Vem a referência cinematográfica a propósito de uma breve notícia, já do mês passado. Assuntos mais urgentes, contudo, adiaram o seu tratamento aqui neste espaço crocitado. Segundo o Público, então, uma equipa da Universidade do Colorado terá concluído, em estudo publicado na Science, que “as pessoas conseguem suprimir memórias específicas num dado momento, através de um treino repetitivo”. Se o jornalista sublinhava as eventuais utilizações positivas da descoberta – por exemplo, para as vítimas de stress pós-traumático –, menos optimista foi a minha reacção, que na novidade descobria um potencial perigo.

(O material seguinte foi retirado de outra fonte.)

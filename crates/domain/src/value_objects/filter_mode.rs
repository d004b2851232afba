//! Filter mode value object

use serde::{Deserialize, Serialize};
use std::fmt;
use std::str::FromStr;

use crate::errors::DomainError;

/// Safe search filter mode
///
/// Attached to a request as an optional override and to the global policy
/// as the default. Aggressiveness increases from `Relaxed` to `Strict`.
///
/// The mode drives two independent decisions: whether keyword/domain rules
/// run at all (anything but `Relaxed`), and which detection threshold the
/// image moderation gate uses.
#[derive(Debug, Clone, Copy, PartialEq, Eq, Hash, Serialize, Deserialize, Default)]
#[serde(rename_all = "lowercase", try_from = "String")]
pub enum FilterMode {
    /// No keyword/domain rules, no image inspection
    Relaxed,
    /// Rules enforced, only very confident detections are blurred
    #[default]
    Moderate,
    /// Rules enforced, lower detection threshold
    Strict,
}

impl FilterMode {
    /// Resolve the effective mode for a request
    ///
    /// An explicit per-request override always wins over the stored default.
    #[must_use]
    pub fn resolve(requested: Option<Self>, default: Self) -> Self {
        requested.unwrap_or(default)
    }

    /// Whether keyword and domain rules apply in this mode
    #[must_use]
    pub const fn enforces_policy(&self) -> bool {
        !matches!(self, Self::Relaxed)
    }

    /// Whether images are run through the detector in this mode
    #[must_use]
    pub const fn inspects_images(&self) -> bool {
        !matches!(self, Self::Relaxed)
    }

    /// Lowercase wire name
    #[must_use]
    pub const fn as_str(&self) -> &'static str {
        match self {
            Self::Relaxed => "relaxed",
            Self::Moderate => "moderate",
            Self::Strict => "strict",
        }
    }

    const fn rank(self) -> u8 {
        match self {
            Self::Relaxed => 0,
            Self::Moderate => 1,
            Self::Strict => 2,
        }
    }

    /// All modes, least aggressive first
    #[must_use]
    pub const fn all() -> [Self; 3] {
        [Self::Relaxed, Self::Moderate, Self::Strict]
    }
}

impl fmt::Display for FilterMode {
    fn fmt(&self, f: &mut fmt::Formatter<'_>) -> fmt::Result {
        f.write_str(self.as_str())
    }
}

impl FromStr for FilterMode {
    type Err = DomainError;

    fn from_str(s: &str) -> Result<Self, Self::Err> {
        match s.trim().to_lowercase().as_str() {
            "relaxed" => Ok(Self::Relaxed),
            "moderate" => Ok(Self::Moderate),
            "strict" => Ok(Self::Strict),
            other => Err(DomainError::InvalidFilterMode(other.to_string())),
        }
    }
}

impl TryFrom<String> for FilterMode {
    type Error = DomainError;

    fn try_from(value: String) -> Result<Self, Self::Error> {
        value.parse()
    }
}

impl PartialOrd for FilterMode {
    fn partial_cmp(&self, other: &Self) -> Option<std::cmp::Ordering> {
        Some(self.cmp(other))
    }
}

impl Ord for FilterMode {
    fn cmp(&self, other: &Self) -> std::cmp::Ordering {
        self.rank().cmp(&other.rank())
    }
}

Já o brilhante Borges, na sua História da Eternidade, relembrava: “Sabe-se que a identidade pessoal reside na memória e que a anulação desta faculdade implica a idiotia”. Para Platão, tudo era, de resto, reminiscência. A nossa identidade reside, efectivamente, no nosso passado, o operário do nosso presente. Apagar memórias, por desagradáveis que sejam, é um exercício de amnésia, de desfiguração do eu. Freud demonstrou como acontecimentos desagradáveis, recalcados na ânsia de esquecer, acabam por influenciar o comportamento. O psicanalista esforçava-se, nas suas palavras, por substituir o id pelo ego, trazer o inconsciente ao consciente: só deste modo o doente compreenderia as causas profundas dos seus medos e desejos. Ousa-se agora o contrário: recalcar essas memórias ao extremo de apagá-las.

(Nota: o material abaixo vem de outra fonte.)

//! Vision processing errors

use thiserror::Error;

/// Errors that can occur during detection or censoring
#[derive(Debug, Error)]
pub enum VisionError {
    /// Failed to connect to the detection service
    #[error("Connection failed: {0}")]
    ConnectionFailed(String),

    /// Detection service did not answer in time
    #[error("Detection timed out after {timeout_secs}s")]
    Timeout {
        /// Configured timeout
        timeout_secs: u64,
    },

    /// Detection service answered with a non-success status
    #[error("Detection service returned HTTP {status}: {message}")]
    HttpStatus {
        /// HTTP status code
        status: u16,
        /// Response body (truncated)
        message: String,
    },

    /// Response body could not be understood
    #[error("Invalid detection response: {0}")]
    ParseError(String),

    /// ONNX model could not be loaded
    #[error("Model load failed: {0}")]
    ModelLoad(String),

    /// Inference run failed
    #[error("Inference failed: {0}")]
    Inference(String),

    /// Input bytes are not a decodable image
    #[error("Image decode failed: {0}")]
    Decode(String),

    /// Output image could not be encoded
    #[error("Image encode failed: {0}")]
    Encode(String),

    /// Invalid configuration
    #[error("Configuration error: {0}")]
    Configuration(String),
}

impl VisionError {
    /// Whether the input image itself is at fault
    #[must_use]
    pub const fn is_invalid_input(&self) -> bool {
        matches!(self, Self::Decode(_))
    }

    pub(crate) fn from_reqwest(err: &reqwest::Error, timeout_secs: u64) -> Self {
        if err.is_timeout() {
            Self::Timeout { timeout_secs }
        } else if err.is_connect() {
            Self::ConnectionFailed(err.to_string())
        } else if err.is_decode() {
            Self::ParseError(err.to_string())
        } else {
            Self::ConnectionFailed(err.to_string())
        }
    }
}

impl From<image::ImageError> for VisionError {
    fn from(err: image::ImageError) -> Self {
        match err {
            image::ImageError::Encoding(e) => Self::Encode(e.to_string()),
            other => Self::Decode(other.to_string()),
        }
    }
}

#[cfg(test)]
mod tests {
    use super::*;

    #[test]
    fn test_error_display() {
        let err = VisionError::HttpStatus {
            status: 500,
            message: "boom".to_string(),
        };
        assert_eq!(err.to_string(), "Detection service returned HTTP 500: boom");

        let err = VisionError::Timeout { timeout_secs: 3 };
        assert_eq!(err.to_string(), "Detection timed out after 3s");
    }

    #[test]
    fn test_invalid_input_classification() {
        assert!(VisionError::Decode("bad".into()).is_invalid_input());
        assert!(!VisionError::Inference("bad".into()).is_invalid_input());
    }

    #[test]
    fn test_image_error_maps_to_decode() {
        let err = image::load_from_memory(b"not an image").unwrap_err();
        assert!(matches!(VisionError::from(err), VisionError::Decode(_)));
    }
}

Se, de facto, o que distingue duas pessoas é, essencialmente, as suas memórias, então, alguém a quem se elimine uma lembrança não é, por certo, depois da operação, a mesma pessoa que era antes: passa a ser alguém diferente, digno mesmo de outro nome. Há, nisto tudo, também um sinal da progressiva e maior assimilação do homem à máquina: tal como num computador, eliminam-se “ficheiros” do cérebro humano. Receio passarmos a ter semipessoas, preenchidas de lacunas; pessoas felizes somente porque esquecem, como os tristes lotófagos da ilha onde Ulisses desembarcou no seu périplo errante, narrado na Odisseia.

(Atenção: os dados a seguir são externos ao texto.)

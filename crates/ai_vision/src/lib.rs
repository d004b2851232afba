//! Explicit-content detection and image censoring for NetSentinel
//!
//! This crate provides the detector backends the moderation gate consults
//! and the blur/re-encode step it applies to flagged images.
//!
//! # Architecture
//!
//! Following the ports and adapters pattern:
//!
//! - **Ports** (`ports` module): [`ExplicitContentDetector`] trait
//! - **Providers** (`providers` module): concrete backends
//!   - [`NudeNetHttpDetector`]: posts images to a NudeNet inference server
//!   - `OnnxNudeDetector`: runs the NudeNet model in-process (`onnx` feature)
//! - **Censor** ([`ImageCensor`]): whole-image Gaussian blur and JPEG encoding
//!
//! # Example
//!
//! ```rust,ignore
//! use ai_vision::{ImageCensor, VisionConfig, build_detector};
//!
//! let config = VisionConfig::default();
//! let detector = build_detector(&config)?;
//! let detections = detector.detect(image_bytes.clone()).await?;
//!
//! if detections.iter().any(|d| d.label.is_explicit_exposure()) {
//!     let censored = ImageCensor::from_config(&config).blur(&image_bytes)?;
//! }
//! ```

pub mod censor;
pub mod config;
pub mod error;
pub mod ports;
pub mod providers;

pub use censor::{ImageCensor, is_jpeg, sniff_format};
pub use config::{VisionBackend, VisionConfig};
pub use error::VisionError;
pub use ports::ExplicitContentDetector;
#[cfg(feature = "onnx")]
pub use providers::OnnxNudeDetector;
pub use providers::{NudeNetHttpDetector, best_per_label, build_detector};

Este é, de resto, um tempo que valoriza o esquecimento e a tudo dá prazo de validade, atitude perigosa, pois o passado é a chave para perceber o presente e prevenir o futuro. A memória é um dos cinco pontos cardeais da essência da Europa, na opinião de George Steiner, que a define como lieu de la mémoire no seu importante ensaio A Ideia de Europa. Pude comprová-lo na minha ida a Paris, em inícios do mês: as ruas enchiam-se de lápides relembrando quantos tinham tombado em defesa da cidade na Segunda Guerra Mundial. Deparei-me mesmo com uma inscrição dessas que celebrava “um francês”, caído no sítio onde se erguia a placa: nem sequer lhe sabiam o nome, mas persistiam em relembrá-lo, todavia.
Esta contracorrente, insistindo em recordar num tempo de esquecer, anima-me. Para concluir, recorro a essa linguagem verdadeira que desaprendemos com o tempo: a mitologia. Um dos dois corvos de Odin, deus primeiro do panteão nórdico, chamava-se Memória. O par de pássaros era o símbolo da sua omnisciência. Julgo a alegoria decifrada.